Désœuvré, il voulut prendre un verre au bar, qu’il avait ignoré toute la semaine précédente. Il fut surpris par le nombre de femmes qui semblaient attendre, toutes très jeunes et très belles. Il se rappela les paroles de Codou : elles étaient ses sœurs de prostitution, cherchant à amadouer un vieux mâle blanc sur le retour. Il les regarda avec pitié. Quel malheur chacune portait !

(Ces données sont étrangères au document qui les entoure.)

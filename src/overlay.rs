//! Brand overlay: headline pill, CTA button and logo.
//!
//! Layers are drawn in a fixed order, each on top of the previous:
//!
//! 1. **Headline**: the campaign message, uppercased, in a translucent
//!    rounded pill. Font size is `6.5%` of the shorter image side; lines
//!    wrap at `text.max_width_percent` of the image width.
//! 2. **CTA button**: centered horizontally just below where the product
//!    is estimated to end (`70%` of the height, plus `3%` spacing), kept
//!    above a `5%` bottom margin. Width capped per aspect ratio.
//! 3. **Logo**: in the configured corner, inset by the safe margin. Width
//!    capped at the smaller of the per-ratio cap and the brand's
//!    `logo_max_width_percent`.
//!
//! The button and logo are only ever scaled down. A missing or unreadable
//! button or logo is skipped with a warning; the image is still produced.

use crate::brief::OverlayStyle;
use crate::fonts::ResolvedFont;
use crate::formats::{cta_width_percent, logo_width_percent};
use crate::imaging::calculations::{
    corner_position, cta_position, estimated_product_bottom, fit_width, fraction_of, percent_of,
};
use crate::imaging::params::opacity_to_alpha;
use crate::imaging::{ImagingError, load_rgba, paste, resize_exact};
use crate::text::{draw_pill, layout_text, place_pill};
use image::RgbaImage;
use std::path::Path;

/// Headline font size as a fraction of the shorter image side.
pub const FONT_SIZE_FRACTION: f64 = 0.065;

/// Everything needed to brand an image, loaded once per run.
pub struct Overlay {
    style: OverlayStyle,
    font: ResolvedFont,
    text_max_width_percent: f64,
    cta_button: Option<RgbaImage>,
    logo: Option<RgbaImage>,
}

/// Load an optional image, warning instead of failing when it is unusable.
fn load_optional(path: Option<&Path>, what: &str) -> Option<RgbaImage> {
    let path = path?;
    if !path.exists() {
        tracing::warn!(path = %path.display(), "{what} not found, skipping");
        return None;
    }
    match load_rgba(path) {
        Ok(image) if image.width() > 0 && image.height() > 0 => Some(image),
        Ok(_) => {
            tracing::warn!(path = %path.display(), "{what} is empty, skipping");
            None
        }
        Err(err) => {
            tracing::warn!(path = %path.display(), "{what} unreadable, skipping: {err}");
            None
        }
    }
}

impl Overlay {
    /// Build an overlay, loading the CTA button and logo named by `style`.
    pub fn load(style: OverlayStyle, font: ResolvedFont, text_max_width_percent: f64) -> Self {
        let cta_button = load_optional(style.cta_button.as_deref(), "CTA button");
        let logo = load_optional(style.logo.as_deref(), "logo");
        Self::with_images(style, font, text_max_width_percent, cta_button, logo)
    }

    /// Build an overlay from already-decoded images.
    pub fn with_images(
        style: OverlayStyle,
        font: ResolvedFont,
        text_max_width_percent: f64,
        cta_button: Option<RgbaImage>,
        logo: Option<RgbaImage>,
    ) -> Self {
        Self {
            style,
            font,
            text_max_width_percent,
            cta_button,
            logo,
        }
    }

    pub fn style(&self) -> &OverlayStyle {
        &self.style
    }

    pub fn font(&self) -> &ResolvedFont {
        &self.font
    }

    pub fn has_cta_button(&self) -> bool {
        self.cta_button.is_some()
    }

    pub fn has_logo(&self) -> bool {
        self.logo.is_some()
    }

    /// Brand `image` in place for the aspect ratio called `ratio`.
    pub fn apply(&self, image: &mut RgbaImage, message: &str, ratio: &str) -> Result<(), ImagingError> {
        self.draw_headline(image, message);
        if let Some(button) = &self.cta_button {
            self.draw_cta(image, button, ratio)?;
        }
        if let Some(logo) = &self.logo {
            self.draw_logo(image, logo, ratio)?;
        }
        Ok(())
    }

    fn draw_headline(&self, image: &mut RgbaImage, message: &str) {
        let text = message.trim().to_uppercase();
        if text.is_empty() {
            return;
        }
        let (w, h) = image.dimensions();
        let px = fraction_of(w.min(h), FONT_SIZE_FRACTION).max(1) as f32;
        let face = self.font.face(px);
        let max_width = percent_of(w, self.text_max_width_percent);
        let layout = layout_text(&text, face.as_ref(), max_width);
        let origin = place_pill(
            (w, h),
            layout.size(),
            self.style.text_position,
            self.style.safe_margin_percent,
        );
        let background = self
            .style
            .pill_color
            .with_alpha(opacity_to_alpha(self.style.pill_opacity));
        draw_pill(image, &layout, origin, face.as_ref(), background, self.style.text_color);
    }

    fn draw_cta(&self, image: &mut RgbaImage, button: &RgbaImage, ratio: &str) -> Result<(), ImagingError> {
        let (w, h) = image.dimensions();
        let max_width = percent_of(w, cta_width_percent(ratio));
        let size = fit_width(button.dimensions(), max_width);
        let scaled = resize_exact(button, size.0, size.1)?;
        let (x, y) = cta_position((w, h), size, estimated_product_bottom(h));
        paste(image, &scaled, x, y);
        Ok(())
    }

    fn draw_logo(&self, image: &mut RgbaImage, logo: &RgbaImage, ratio: &str) -> Result<(), ImagingError> {
        let (w, h) = image.dimensions();
        let cap = logo_width_percent(ratio).min(self.style.logo_max_width_percent);
        let size = fit_width(logo.dimensions(), percent_of(w, cap));
        let scaled = resize_exact(logo, size.0, size.1)?;
        let (x, y) = corner_position(
            (w, h),
            size,
            self.style.logo_position,
            self.style.safe_margin_percent,
        );
        paste(image, &scaled, x, y);
        Ok(())
    }
}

Il aperçut le responsable des malheurs de Codou au bar. Il alla s’asseoir à côté de lui, sans aucune idée de ce qui allait advenir. L’homme était sympathique. Cadre supérieur dans une grande entreprise, il s’offrait ainsi des séjours sous prétexte de séminaires, pour fuir sa femme et ses adolescents tarés. Gilles se découvrit des talents d’enquêteur, arrivant facilement à faire parler le bonhomme. Il apprit ainsi que la prostitution était la seconde raison de ces ressorts, bien sous tous rapports ! Il joua l’intéressé, tout en faisant comprendre que tous les sexes et tous les âges l’intéressaient. L’autre fonça, sa préférence se portant sur les jeunes éphèbes, au début de leur sexualité. Il aimait particulièrement l’exotisme, naviguant entre jeunes noirs et jeunes asiatiques. Ils dinèrent ensemble. Gilles découvrit des pratiques très spéciales : il les prenait jeunes pour pouvoir jouir sans protection et aimait les ligoter pour qu’ils ne résistent pas. Il se considérait comme un homme généreux, car il les payait le double du tarif normal. Éméché, il continua à décrire tous ses méfaits. Gilles, intéressé, lui demanda comment il trouvait ces trésors. L’autre lui indiqua qu’ici, il s’était rabattu sur le petit plagiste, un peu trop âgé, mais fort agréable. Gilles sut ainsi ce que Codou touchait pour son activité.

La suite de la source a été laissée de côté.